Alex Roehrkasse aroehrkasse@butler.edu 
Noah Won noah.won@duke.edu 
Paige Logan Prater paige.loganprater@ucsf.edu 

[Alexander F. Roehrkasse]
Okay, that brings me to the end of my presentation. So, I'll open things up for questions, but before I do, I want to remind you that I'm always available on email as are Noah and Paige. And so, if you didn't get a chance to answer your question today or if you didn't if we don't get to your question, you can follow up with us. Or if you feel like you have a question brewing but you you you you maybe don't get to it in in the course of this presentation that's fine. Please feel free to reach out to us over email. Either we'll be able to answer your question or we can connect you with someone who can. So I'll end my presentation there and let's see. 

[Paige Logan Prater]
Thanks Alex ask you to curate the questions. Yeah, we have some really amazing questions. Some are a little more like tactical, others more conceptual. So I'm actually going to ask I think what will be a very quick question first and then I'll go in the order that they came in.

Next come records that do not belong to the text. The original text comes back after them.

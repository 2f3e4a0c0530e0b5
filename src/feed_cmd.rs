use anyhow::Context;
use chrono::Utc;
use console::style;

use crate::app::Snapshot;
use crate::cli::CommonArgs;
use crate::fetch::FetchClient;
use crate::model::{FeedItem, FeedKind};

pub async fn exec(
    common: CommonArgs,
    json: bool,
    ndjson: bool,
    limit: Option<usize>,
) -> anyhow::Result<()> {
    let client = FetchClient::new(common.github_url.clone(), common.usgs_url.clone())
        .context("Failed to build HTTP client")?;

    let now = Utc::now();
    let (commits, quakes) = client
        .fetch_cycle(&common.repo, common.range, now)
        .await
        .context("Fetch cycle failed")?;

    let mut snapshot = Snapshot::compute(common.repo.clone(), common.range, now, commits, quakes);
    if let Some(limit) = limit {
        snapshot.feed.truncate(limit);
    }

    if json {
        output_json(&snapshot)?;
    } else if ndjson {
        output_ndjson(&snapshot.feed)?;
    } else {
        output_log(&snapshot.feed)?;
    }

    Ok(())
}

fn output_json(snapshot: &Snapshot) -> anyhow::Result<()> {
    println!("{}", serde_json::to_string_pretty(&snapshot.feed_output())?);
    Ok(())
}

fn output_ndjson(items: &[FeedItem]) -> anyhow::Result<()> {
    for item in items {
        println!("{}", serde_json::to_string(item)?);
    }
    Ok(())
}

fn output_log(items: &[FeedItem]) -> anyhow::Result<()> {
    if items.is_empty() {
        println!("No events found in this period.");
        return Ok(());
    }

    println!("{}", style("Event Log").bold());
    println!("{}", "─".repeat(60));

    for item in items {
        let tag = match item.kind {
            FeedKind::Commit => style("GIT").cyan().bold(),
            FeedKind::Quake => style("GEO").red().bold(),
        };
        println!(
            "{} {} {}",
            tag,
            style(item.timestamp.format("%m/%d %H:%M")).dim(),
            item.description
        );
    }

    Ok(())
}
use chrono::{DateTime, Utc};

use crate::fetch::{COMMIT_PAGE_SIZE, QUAKE_LIMIT};
use crate::feed::merge_feed;
use crate::model::{
    CommitEvent, FeedItem, FeedOutput, QuakeEvent, SeriesPoint, StatsOutput, TimeRange,
    SCHEMA_VERSION,
};
use crate::series::{aggregate, average_magnitude, chaos_ratio, generate_buckets, synchronicity};

/// Everything one successful fetch cycle produced. Built once, read-only
/// afterwards; the next successful cycle replaces it wholesale.
#[derive(Debug, Clone)]
pub struct Snapshot {
    pub repo: String,
    pub range: TimeRange,
    pub fetched_at: DateTime<Utc>,
    pub commits: Vec<CommitEvent>,
    pub quakes: Vec<QuakeEvent>,
    pub series: Vec<SeriesPoint>,
    pub synchronicity: u32,
    pub average_magnitude: f64,
    pub chaos_ratio: f64,
    pub feed: Vec<FeedItem>,
    /// Either upstream returned exactly its page cap, so more events likely
    /// exist than were fetched.
    pub truncated: bool,
}

impl Snapshot {
    pub fn compute(
        repo: String,
        range: TimeRange,
        now: DateTime<Utc>,
        commits: Vec<CommitEvent>,
        quakes: Vec<QuakeEvent>,
    ) -> Self {
        let buckets = generate_buckets(range, now);
        let series = aggregate(&buckets, &commits, &quakes, range);
        let truncated = commits.len() == COMMIT_PAGE_SIZE as usize
            || quakes.len() == QUAKE_LIMIT as usize;

        Self {
            synchronicity: synchronicity(&series),
            average_magnitude: average_magnitude(&quakes),
            chaos_ratio: chaos_ratio(commits.len(), quakes.len()),
            feed: merge_feed(&commits, &quakes),
            repo,
            range,
            fetched_at: now,
            commits,
            quakes,
            series,
            truncated,
        }
    }

    pub fn stats_output(&self) -> StatsOutput {
        StatsOutput {
            version: SCHEMA_VERSION,
            generated_at: self.fetched_at,
            repo: self.repo.clone(),
            range: self.range,
            synchronicity: self.synchronicity,
            total_commits: self.commits.len(),
            total_quakes: self.quakes.len(),
            average_magnitude: self.average_magnitude,
            chaos_ratio: self.chaos_ratio,
            truncated: self.truncated,
            series: self.series.clone(),
        }
    }

    pub fn feed_output(&self) -> FeedOutput {
        FeedOutput {
            version: SCHEMA_VERSION,
            generated_at: self.fetched_at,
            repo: self.repo.clone(),
            range: self.range,
            items: self.feed.clone(),
        }
    }
}

/// Current inputs and last successful snapshot, owned by whichever frontend
/// is driving cycles. Carries the request-generation counter that makes
/// overlapping cycles last-request-wins instead of last-to-resolve-wins.
pub struct Dashboard {
    pub repo: String,
    pub range: TimeRange,
    pub snapshot: Option<Snapshot>,
    pub error: Option<String>,
    generation: u64,
}

impl Dashboard {
    pub fn new(repo: String, range: TimeRange) -> Self {
        Self {
            repo,
            range,
            snapshot: None,
            error: None,
            generation: 0,
        }
    }

    /// Starts a new cycle and returns its generation tag.
    pub fn begin_cycle(&mut self) -> u64 {
        self.generation += 1;
        self.generation
    }

    pub fn latest_generation(&self) -> u64 {
        self.generation
    }

    /// Applies a completed cycle. A result from a superseded generation is
    /// discarded; a failure keeps the previous snapshot on screen and only
    /// records the message (stale-but-visible).
    pub fn apply(
        &mut self,
        generation: u64,
        result: Result<Snapshot, String>,
    ) -> bool {
        if generation != self.generation {
            return false;
        }
        match result {
            Ok(snapshot) => {
                self.snapshot = Some(snapshot);
                self.error = None;
            }
            Err(message) => self.error = Some(message),
        }
        true
    }
}

#[cfg(test)]
mod tests {
    use super::*;
    use chrono::{Duration, TimeZone};
    use pretty_assertions::assert_eq;

    fn fixed_now() -> DateTime<Utc> {
        Utc.with_ymd_and_hms(2024, 3, 15, 12, 30, 0).unwrap()
    }

    fn snapshot_with(commits: usize, quakes: usize) -> Snapshot {
        let now = fixed_now();
        let commits = (0..commits)
            .map(|i| CommitEvent {
                id: format!("c{i}"),
                timestamp: now - Duration::hours(1),
                message: "work".to_string(),
            })
            .collect();
        let quakes = (0..quakes)
            .map(|i| QuakeEvent {
                id: format!("q{i}"),
                timestamp: now - Duration::hours(2),
                magnitude: 3.0,
                place: "somewhere".to_string(),
            })
            .collect();
        Snapshot::compute("a/b".to_string(), TimeRange::Last24h, now, commits, quakes)
    }

    #[test]
    fn snapshot_wires_series_and_metrics_together() {
        let snapshot = snapshot_with(10, 4);
        assert_eq!(snapshot.series.len(), 24);
        assert_eq!(snapshot.chaos_ratio, 2.5);
        assert_eq!(snapshot.average_magnitude, 3.0);
        assert_eq!(snapshot.feed.len(), 14);
        assert!(!snapshot.truncated);
    }

    #[test]
    fn page_cap_marks_snapshot_truncated() {
        assert!(snapshot_with(100, 0).truncated);
        assert!(snapshot_with(1, 200).truncated);
    }

    #[test]
    fn stale_generation_is_discarded() {
        let mut dash = Dashboard::new("a/b".to_string(), TimeRange::Last24h);
        let first = dash.begin_cycle();
        let second = dash.begin_cycle();

        // The superseded cycle resolves late; its result must not land.
        assert!(!dash.apply(first, Ok(snapshot_with(1, 1))));
        assert!(dash.snapshot.is_none());

        assert!(dash.apply(second, Ok(snapshot_with(2, 2))));
        assert_eq!(dash.snapshot.as_ref().unwrap().commits.len(), 2);
    }

    #[test]
    fn failed_cycle_keeps_previous_snapshot() {
        let mut dash = Dashboard::new("a/b".to_string(), TimeRange::Last24h);
        let gen = dash.begin_cycle();
        dash.apply(gen, Ok(snapshot_with(3, 1)));

        let gen = dash.begin_cycle();
        dash.apply(gen, Err("GitHub API rate limit exceeded".to_string()));

        assert_eq!(dash.snapshot.as_ref().unwrap().commits.len(), 3);
        assert_eq!(
            dash.error.as_deref(),
            Some("GitHub API rate limit exceeded")
        );

        // Next success clears the message.
        let gen = dash.begin_cycle();
        dash.apply(gen, Ok(snapshot_with(5, 1)));
        assert!(dash.error.is_none());
    }
}
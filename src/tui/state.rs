use std::time::Instant;

#[derive(Clone, Copy, PartialEq)]
pub enum ViewMode {
    Dashboard,
    Feed,
}

pub struct TuiState {
    pub view_mode: ViewMode,
    pub tab_index: usize,
    pub show_help: bool,
    pub loading: bool,
    pub repo_mode: bool,
    pub repo_input: String,
    pub feed_selected: usize,
    pub status_message: Option<(String, Instant)>,
}

impl Default for TuiState {
    fn default() -> Self {
        Self {
            view_mode: ViewMode::Dashboard,
            tab_index: 0,
            show_help: false,
            loading: false,
            repo_mode: false,
            repo_input: String::new(),
            feed_selected: 0,
            status_message: None,
        }
    }
}

impl TuiState {
    pub fn set_status(&mut self, message: impl Into<String>) {
        self.status_message = Some((message.into(), Instant::now()));
    }

    /// Status lines fade out after a few seconds.
    pub fn current_status(&self) -> Option<&str> {
        match &self.status_message {
            Some((message, at)) if at.elapsed().as_secs() < 4 => Some(message),
            _ => None,
        }
    }
}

So great. One of the more recent questions that we had is will you show how to link the data with AFCARS using R this summer? And I think the answer is yes, but I want to make sure with you Alex.

[Alexander F. Roehrkasse]
Yes, I'm happy to say the answer is yes. So we'll be we'll be using R for our demonstrations this summer. So this is the only presentation where I'll just work through a slide deck and that'll be it. In all subsequent presentations, I'll start with a slide deck in which I'll give a kind of conceptual overview of the things you want to be thinking about, paying attention to, and then I'll transition to R and I'll still share my screen and I'll work through an R script using some using some anonymized data. So, not not real data, but data that that very much like illustrate the structure and features and pitfalls of real data. And so you'll be able to follow along and see how I actually implement all of the things I'm talking about in R. And one of those things certainly will be linking data sets. We'll specifically be linking NYTD and AFCARS, but much of the strategy in doing that specific linkage is general to linking archive data sets in general. So, so even if you're interested in linking say AFCARS and NCANDS or NYTD and NCANDS, you'll learn something about how to do those linkages. 

[Paige Logan Prater]
Amazing. The next question or the first question that came in was in reference to how to frame research questions. So, I don't know if it's helpful to go back to that slide, but I'll read it, which is I noticed that these questions change from how or why questions to what. Do strong research questions start with what and or can they not start with how or why? 

[Alexander F. Roehrkasse]
This is a great question. Yeah, it's a it's an astute observation and I think you you you have identified a change in strategy. Let's focus on the why questions first. Why questions are usually about causality. But a why question is a pretty open-ended question about causality. So say you know why are rates of placement into foster care so much higher among American Indian children than white children for example. This is a clear causal question, but as structured as a why question, it invites so many different possible explanations. Now, if we were writing a book about this, that would be great. We would want to explore all these different these different questions. But if we're trying to design a discrete empirical study using archive data, we're probably going to want to focus on a more discrete set of possible causes and to try to really understand what their causal impact is. And so it sounds like you picked up on the fact that I'm I was transitioning from some like why does X happen to what is the causal impact of Z on X? This is just a way of kind of making why questions more specific, more tractable, more answerable. How questions are often about basically like how a cause works. How do we get from X to Y? And these are great questions. They often involve adjudicating between competing explanations for a causal relationship. So, I don't mean at all to discourage people from how questions or even why questions for that matter, but I think you do whenever you're answering a why question or a how question want to think very carefully about the answerability of your question in a discrete empirical context. 

[Paige Logan Prater]
Thanks, Alex. The next question we have is how do you know when you are data dredging? And regarding delegitimizing your findings, how would others know when whether you've data dredged or drudged? 

[Alexander F. Roehrkasse]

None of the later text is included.